• **Task**: Copy out each line of the material below with no changes.

• **Raw data**:
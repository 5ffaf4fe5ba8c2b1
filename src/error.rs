// SPDX-License-Identifier: MPL-2.0
use crate::api::ApiError;
use std::fmt;

#[derive(Debug, Clone)]
pub enum Error {
    Io(String),
    Config(String),
    Api(ApiError),
}

impl fmt::Display for Error {
    fn fmt(&self, f: &mut fmt::Formatter<'_>) -> fmt::Result {
        match self {
            Error::Io(e) => write!(f, "I/O Error: {}", e),
            Error::Config(e) => write!(f, "Config Error: {}", e),
            Error::Api(e) => write!(f, "API Error: {}", e),
        }
    }
}

impl std::error::Error for Error {}

impl From<ApiError> for Error {
    fn from(err: ApiError) -> Self {
        Error::Api(err)
    }
}

impl From<std::io::Error> for Error {
    fn from(err: std::io::Error) -> Self {
        Error::Io(err.to_string())
    }
}

impl From<toml::de::Error> for Error {
    fn from(err: toml::de::Error) -> Self {
        Error::Config(err.to_string())
    }
}

impl From<toml::ser::Error> for Error {
    fn from(err: toml::ser::Error) -> Self {
        Error::Config(err.to_string())
    }
}

pub type Result<T> = std::result::Result<T, Error>;
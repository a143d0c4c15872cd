//! Project configuration and compiled scheduling units.
//!
//! A [`ProjectConfig`] is the user-level definition of a recurring
//! course project: a date range, a batch volume, a skill mix, and an
//! optional wave count. The project compiler turns each config into
//! one or more immutable [`Project`] records — one per wave — carrying
//! resolved month indices and the feasible start window.

use chrono::NaiveDate;
use serde::{Deserialize, Serialize};

use super::Skill;

/// User-level definition of a course project.
#[derive(Debug, Clone, Serialize, Deserialize)]
pub struct ProjectConfig {
    /// Project name (unique across a run).
    pub name: String,
    /// Earliest date batches may start.
    pub start_date: NaiveDate,
    /// Date by which every batch must have finished.
    pub end_date: NaiveDate,
    /// Total number of batches across both skills.
    pub total_batches: u32,
    /// Course length in session months.
    pub duration_months: usize,
    /// Number of waves the volume is split into (default: 1).
    pub waves: u32,
    /// Percentage of batches on skill A (0..=100); the rest go to B.
    pub skill_a_pct: f64,
}

impl ProjectConfig {
    /// Creates a config with a single wave and a 60/40 skill mix,
    /// mirroring the planner's historical defaults.
    pub fn new(name: impl Into<String>, start_date: NaiveDate, end_date: NaiveDate) -> Self {
        Self {
            name: name.into(),
            start_date,
            end_date,
            total_batches: 0,
            duration_months: 1,
            waves: 1,
            skill_a_pct: 60.0,
        }
    }

    /// Sets the total batch count.
    pub fn with_batches(mut self, total: u32) -> Self {
        self.total_batches = total;
        self
    }

    /// Sets the course duration in session months.
    pub fn with_duration(mut self, months: usize) -> Self {
        self.duration_months = months;
        self
    }

    /// Sets the wave count.
    pub fn with_waves(mut self, waves: u32) -> Self {
        self.waves = waves;
        self
    }

    /// Sets the skill-A percentage.
    pub fn with_skill_a_pct(mut self, pct: f64) -> Self {
        self.skill_a_pct = pct;
        self
    }

    /// Skill-B percentage (complement of the mix).
    #[inline]
    pub fn skill_b_pct(&self) -> f64 {
        100.0 - self.skill_a_pct
    }
}

/// A compiled, immutable scheduling unit (one wave of a project).
///
/// Produced once by the project compiler and never mutated afterward.
/// `window_min..=window_max` is the maximal range of start slots from
/// which the full duration fits before `end_index`, vacations included.
#[derive(Debug, Clone, Serialize, Deserialize)]
pub struct Project {
    /// Unit name; waves carry a `_Wave{k}` suffix on the base name.
    pub name: String,
    /// Required batch count on skill A.
    pub skill_a: u32,
    /// Required batch count on skill B.
    pub skill_b: u32,
    /// Course length in session months.
    pub duration: usize,
    /// Earliest feasible start slot.
    pub window_min: usize,
    /// Latest feasible start slot.
    pub window_max: usize,
    /// Slot index of the project deadline month.
    pub end_index: usize,
}

impl Project {
    /// Required batch count for one skill.
    #[inline]
    pub fn requirement(&self, skill: Skill) -> u32 {
        match skill {
            Skill::A => self.skill_a,
            Skill::B => self.skill_b,
        }
    }

    /// Total batch count across both skills.
    #[inline]
    pub fn total_batches(&self) -> u32 {
        self.skill_a + self.skill_b
    }

    /// Admissible start slots (inclusive window).
    pub fn start_window(&self) -> impl Iterator<Item = usize> {
        self.window_min..=self.window_max
    }

    /// Base project name with any wave suffix removed.
    pub fn base_name(&self) -> &str {
        base_project_name(&self.name)
    }
}

/// Strips the `_Wave{k}` suffix from a unit name, if present.
///
/// Analytics aggregate per base project, so waves of the same project
/// collapse to a single key.
pub fn base_project_name(name: &str) -> &str {
    match name.rfind("_Wave") {
        Some(pos) if name[pos + 5..].chars().all(|c| c.is_ascii_digit()) && pos + 5 < name.len() => {
            &name[..pos]
        }
        _ => name,
    }
}

#[cfg(test)]
mod tests {
    use super::*;

    fn date(y: i32, m: u32, d: u32) -> NaiveDate {
        NaiveDate::from_ymd_opt(y, m, d).unwrap()
    }

    #[test]
    fn test_config_builder() {
        let cfg = ProjectConfig::new("DD2", date(2026, 1, 1), date(2026, 12, 1))
            .with_batches(40)
            .with_duration(3)
            .with_waves(2)
            .with_skill_a_pct(75.0);

        assert_eq!(cfg.total_batches, 40);
        assert_eq!(cfg.duration_months, 3);
        assert_eq!(cfg.waves, 2);
        assert!((cfg.skill_b_pct() - 25.0).abs() < 1e-10);
    }

    #[test]
    fn test_project_requirement() {
        let p = Project {
            name: "DD2_Wave1".into(),
            skill_a: 12,
            skill_b: 8,
            duration: 3,
            window_min: 0,
            window_max: 5,
            end_index: 8,
        };
        assert_eq!(p.requirement(Skill::A), 12);
        assert_eq!(p.requirement(Skill::B), 8);
        assert_eq!(p.total_batches(), 20);
        assert_eq!(p.start_window().collect::<Vec<_>>(), vec![0, 1, 2, 3, 4, 5]);
        assert_eq!(p.base_name(), "DD2");
    }

    #[test]
    fn test_base_project_name() {
        assert_eq!(base_project_name("DD2_Wave1"), "DD2");
        assert_eq!(base_project_name("DD2_Wave12"), "DD2");
        assert_eq!(base_project_name("DD2"), "DD2");
        // Not a wave suffix: keep as-is.
        assert_eq!(base_project_name("DD2_Wavefront"), "DD2_Wavefront");
        assert_eq!(base_project_name("DD2_Wave"), "DD2_Wave");
    }
}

• **Output of the exercise**:
repository 5ffaf4fe5ba8c2b1
filename src/error.rs
// SPDX-License-Identifier: MPL-2.0
use crate::api::ApiError;
use std::fmt;

#[derive(Debug, Clone)]
pub enum Error {
    Io(String),
    Config(String),
    Api(ApiError),
}

impl fmt::Display for Error {
    fn fmt(&self, f: &mut fmt::Formatter<'_>) -> fmt::Result {
        match self {
            Error::Io(e) => write!(f, "I/O Error: {}", e),
            Error::Config(e) => write!(f, "Config Error: {}", e),
            Error::Api(e) => write!(f, "API Error: {}", e),
        }
    }
}

impl std::error::Error for Error {}

impl From<ApiError> for Error {
    fn from(err: ApiError) -> Self {
        Error::Api(err)
    }
}

impl From<std::io::Error> for Error {
    fn from(err: std::io::Error) -> Self {
        Error::Io(err.to_string())
    }
}

impl From<toml::de::Error> for Error {
    fn from(err: toml::de::Error) -> Self {
        Error::Config(err.to_string())
    }
}

impl From<toml::ser::Error> for Error {
    fn from(err: toml::ser::Error) -> Self {
        Error::Config(err.to_string())
    }
}

pub type Result<T> = std::result::Result<T, Error>;
repository a143d0c4c15872cd
//! Project configuration and compiled scheduling units.
//!
//! A [`ProjectConfig`] is the user-level definition of a recurring
//! course project: a date range, a batch volume, a skill mix, and an
//! optional wave count. The project compiler turns each config into
//! one or more immutable [`Project`] records — one per wave — carrying
//! resolved month indices and the feasible start window.

use chrono::NaiveDate;
use serde::{Deserialize, Serialize};

use super::Skill;

/// User-level definition of a course project.
#[derive(Debug, Clone, Serialize, Deserialize)]
pub struct ProjectConfig {
    /// Project name (unique across a run).
    pub name: String,
    /// Earliest date batches may start.
    pub start_date: NaiveDate,
    /// Date by which every batch must have finished.
    pub end_date: NaiveDate,
    /// Total number of batches across both skills.
    pub total_batches: u32,
    /// Course length in session months.
    pub duration_months: usize,
    /// Number of waves the volume is split into (default: 1).
    pub waves: u32,
    /// Percentage of batches on skill A (0..=100); the rest go to B.
    pub skill_a_pct: f64,
}

impl ProjectConfig {
    /// Creates a config with a single wave and a 60/40 skill mix,
    /// mirroring the planner's historical defaults.
    pub fn new(name: impl Into<String>, start_date: NaiveDate, end_date: NaiveDate) -> Self {
        Self {
            name: name.into(),
            start_date,
            end_date,
            total_batches: 0,
            duration_months: 1,
            waves: 1,
            skill_a_pct: 60.0,
        }
    }

    /// Sets the total batch count.
    pub fn with_batches(mut self, total: u32) -> Self {
        self.total_batches = total;
        self
    }

    /// Sets the course duration in session months.
    pub fn with_duration(mut self, months: usize) -> Self {
        self.duration_months = months;
        self
    }

    /// Sets the wave count.
    pub fn with_waves(mut self, waves: u32) -> Self {
        self.waves = waves;
        self
    }

    /// Sets the skill-A percentage.
    pub fn with_skill_a_pct(mut self, pct: f64) -> Self {
        self.skill_a_pct = pct;
        self
    }

    /// Skill-B percentage (complement of the mix).
    #[inline]
    pub fn skill_b_pct(&self) -> f64 {
        100.0 - self.skill_a_pct
    }
}

/// A compiled, immutable scheduling unit (one wave of a project).
///
/// Produced once by the project compiler and never mutated afterward.
/// `window_min..=window_max` is the maximal range of start slots from
/// which the full duration fits before `end_index`, vacations included.
#[derive(Debug, Clone, Serialize, Deserialize)]
pub struct Project {
    /// Unit name; waves carry a `_Wave{k}` suffix on the base name.
    pub name: String,
    /// Required batch count on skill A.
    pub skill_a: u32,
    /// Required batch count on skill B.
    pub skill_b: u32,
    /// Course length in session months.
    pub duration: usize,
    /// Earliest feasible start slot.
    pub window_min: usize,
    /// Latest feasible start slot.
    pub window_max: usize,
    /// Slot index of the project deadline month.
    pub end_index: usize,
}

impl Project {
    /// Required batch count for one skill.
    #[inline]
    pub fn requirement(&self, skill: Skill) -> u32 {
        match skill {
            Skill::A => self.skill_a,
            Skill::B => self.skill_b,
        }
    }

    /// Total batch count across both skills.
    #[inline]
    pub fn total_batches(&self) -> u32 {
        self.skill_a + self.skill_b
    }

    /// Admissible start slots (inclusive window).
    pub fn start_window(&self) -> impl Iterator<Item = usize> {
        self.window_min..=self.window_max
    }

    /// Base project name with any wave suffix removed.
    pub fn base_name(&self) -> &str {
        base_project_name(&self.name)
    }
}

/// Strips the `_Wave{k}` suffix from a unit name, if present.
///
/// Analytics aggregate per base project, so waves of the same project
/// collapse to a single key.
pub fn base_project_name(name: &str) -> &str {
    match name.rfind("_Wave") {
        Some(pos) if name[pos + 5..].chars().all(|c| c.is_ascii_digit()) && pos + 5 < name.len() => {
            &name[..pos]
        }
        _ => name,
    }
}

#[cfg(test)]
mod tests {
    use super::*;

    fn date(y: i32, m: u32, d: u32) -> NaiveDate {
        NaiveDate::from_ymd_opt(y, m, d).unwrap()
    }

    #[test]
    fn test_config_builder() {
        let cfg = ProjectConfig::new("DD2", date(2026, 1, 1), date(2026, 12, 1))
            .with_batches(40)
            .with_duration(3)
            .with_waves(2)
            .with_skill_a_pct(75.0);

        assert_eq!(cfg.total_batches, 40);
        assert_eq!(cfg.duration_months, 3);
        assert_eq!(cfg.waves, 2);
        assert!((cfg.skill_b_pct() - 25.0).abs() < 1e-10);
    }

    #[test]
    fn test_project_requirement() {
        let p = Project {
            name: "DD2_Wave1".into(),
            skill_a: 12,
            skill_b: 8,
            duration: 3,
            window_min: 0,
            window_max: 5,
            end_index: 8,
        };
        assert_eq!(p.requirement(Skill::A), 12);
        assert_eq!(p.requirement(Skill::B), 8);
        assert_eq!(p.total_batches(), 20);
        assert_eq!(p.start_window().collect::<Vec<_>>(), vec![0, 1, 2, 3, 4, 5]);
        assert_eq!(p.base_name(), "DD2");
    }

    #[test]
    fn test_base_project_name() {
        assert_eq!(base_project_name("DD2_Wave1"), "DD2");
        assert_eq!(base_project_name("DD2_Wave12"), "DD2");
        assert_eq!(base_project_name("DD2"), "DD2");
        // Not a wave suffix: keep as-is.
        assert_eq!(base_project_name("DD2_Wavefront"), "DD2_Wavefront");
        assert_eq!(base_project_name("DD2_Wave"), "DD2_Wave");
    }
}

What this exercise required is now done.